### Saved data entries
· · ·

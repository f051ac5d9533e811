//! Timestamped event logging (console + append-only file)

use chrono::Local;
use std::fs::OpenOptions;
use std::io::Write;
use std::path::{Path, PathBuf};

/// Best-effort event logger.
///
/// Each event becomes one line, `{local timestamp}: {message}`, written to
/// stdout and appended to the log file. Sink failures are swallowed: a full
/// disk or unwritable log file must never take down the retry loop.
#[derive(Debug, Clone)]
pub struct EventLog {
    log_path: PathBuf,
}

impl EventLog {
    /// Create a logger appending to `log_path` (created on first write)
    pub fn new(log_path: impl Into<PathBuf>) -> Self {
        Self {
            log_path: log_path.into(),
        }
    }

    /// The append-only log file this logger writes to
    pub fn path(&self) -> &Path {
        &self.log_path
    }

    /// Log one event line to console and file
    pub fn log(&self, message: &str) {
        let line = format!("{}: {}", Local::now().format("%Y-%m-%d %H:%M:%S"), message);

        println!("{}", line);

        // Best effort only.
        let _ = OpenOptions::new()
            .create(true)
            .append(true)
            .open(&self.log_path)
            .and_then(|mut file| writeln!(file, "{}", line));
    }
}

· · ·

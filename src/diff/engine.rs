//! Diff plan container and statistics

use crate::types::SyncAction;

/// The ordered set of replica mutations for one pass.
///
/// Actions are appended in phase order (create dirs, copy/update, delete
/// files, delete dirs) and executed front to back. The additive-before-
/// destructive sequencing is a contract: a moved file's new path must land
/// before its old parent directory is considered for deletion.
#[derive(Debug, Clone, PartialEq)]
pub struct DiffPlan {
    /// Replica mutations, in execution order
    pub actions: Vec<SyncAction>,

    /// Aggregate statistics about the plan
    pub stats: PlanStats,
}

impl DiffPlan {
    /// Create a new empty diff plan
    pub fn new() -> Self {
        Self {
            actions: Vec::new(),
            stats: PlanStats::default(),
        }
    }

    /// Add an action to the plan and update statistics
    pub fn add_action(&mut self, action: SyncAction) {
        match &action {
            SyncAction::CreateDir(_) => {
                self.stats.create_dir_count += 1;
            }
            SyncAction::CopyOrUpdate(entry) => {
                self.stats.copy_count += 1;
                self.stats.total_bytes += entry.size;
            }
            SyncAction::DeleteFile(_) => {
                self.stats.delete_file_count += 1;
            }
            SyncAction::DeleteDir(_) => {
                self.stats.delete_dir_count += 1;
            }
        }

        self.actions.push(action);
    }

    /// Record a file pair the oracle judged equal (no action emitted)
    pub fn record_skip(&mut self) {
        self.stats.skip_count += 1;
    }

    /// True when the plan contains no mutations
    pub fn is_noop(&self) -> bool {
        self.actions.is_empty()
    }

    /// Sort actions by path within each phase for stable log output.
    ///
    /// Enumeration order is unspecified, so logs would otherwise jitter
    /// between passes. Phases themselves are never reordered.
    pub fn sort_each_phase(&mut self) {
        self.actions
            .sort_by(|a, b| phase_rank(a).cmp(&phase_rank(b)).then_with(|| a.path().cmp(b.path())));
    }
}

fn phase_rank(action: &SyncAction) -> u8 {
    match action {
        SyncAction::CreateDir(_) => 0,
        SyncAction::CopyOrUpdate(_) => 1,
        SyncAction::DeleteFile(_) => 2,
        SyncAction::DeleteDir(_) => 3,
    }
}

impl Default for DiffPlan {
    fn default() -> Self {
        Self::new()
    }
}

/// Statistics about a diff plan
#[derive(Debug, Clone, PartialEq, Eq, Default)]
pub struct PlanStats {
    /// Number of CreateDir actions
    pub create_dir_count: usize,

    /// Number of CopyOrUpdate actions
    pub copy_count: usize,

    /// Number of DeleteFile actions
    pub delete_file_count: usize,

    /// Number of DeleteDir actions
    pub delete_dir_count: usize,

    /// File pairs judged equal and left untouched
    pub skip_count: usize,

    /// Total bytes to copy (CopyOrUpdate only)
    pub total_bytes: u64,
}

· · ·

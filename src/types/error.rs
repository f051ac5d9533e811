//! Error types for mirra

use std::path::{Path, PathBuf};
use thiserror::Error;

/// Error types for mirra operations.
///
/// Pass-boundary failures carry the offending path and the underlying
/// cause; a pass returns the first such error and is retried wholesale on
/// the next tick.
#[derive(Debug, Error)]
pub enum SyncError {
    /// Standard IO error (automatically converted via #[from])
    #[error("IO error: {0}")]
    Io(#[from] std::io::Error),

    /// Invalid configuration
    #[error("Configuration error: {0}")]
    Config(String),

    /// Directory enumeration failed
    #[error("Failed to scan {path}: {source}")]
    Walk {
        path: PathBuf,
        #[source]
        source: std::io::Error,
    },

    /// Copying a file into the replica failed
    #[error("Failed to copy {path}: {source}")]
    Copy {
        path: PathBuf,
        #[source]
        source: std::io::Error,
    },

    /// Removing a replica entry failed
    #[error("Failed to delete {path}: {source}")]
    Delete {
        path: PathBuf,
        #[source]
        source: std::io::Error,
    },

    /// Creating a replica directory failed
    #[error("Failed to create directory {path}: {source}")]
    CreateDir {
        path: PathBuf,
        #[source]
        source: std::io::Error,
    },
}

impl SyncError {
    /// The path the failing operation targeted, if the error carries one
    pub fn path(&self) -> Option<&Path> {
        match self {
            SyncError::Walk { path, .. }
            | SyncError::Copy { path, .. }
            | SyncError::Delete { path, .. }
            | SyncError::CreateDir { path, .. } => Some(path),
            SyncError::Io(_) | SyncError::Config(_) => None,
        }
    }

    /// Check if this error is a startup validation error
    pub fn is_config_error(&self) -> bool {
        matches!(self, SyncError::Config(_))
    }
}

· · ·

Taking the line with "use chrono::Local;" as the first and the line with "on first write)" as the last, retype that stretch of the data above exactly, with no other lines.

### Result
use chrono::Local;
use std::fs::OpenOptions;
use std::io::Write;
use std::path::{Path, PathBuf};

/// Best-effort event logger.
///
/// Each event becomes one line, `{local timestamp}: {message}`, written to
/// stdout and appended to the log file. Sink failures are swallowed: a full
/// disk or unwritable log file must never take down the retry loop.
#[derive(Debug, Clone)]
pub struct EventLog {
    log_path: PathBuf,
}

impl EventLog {
    /// Create a logger appending to `log_path` (created on first write)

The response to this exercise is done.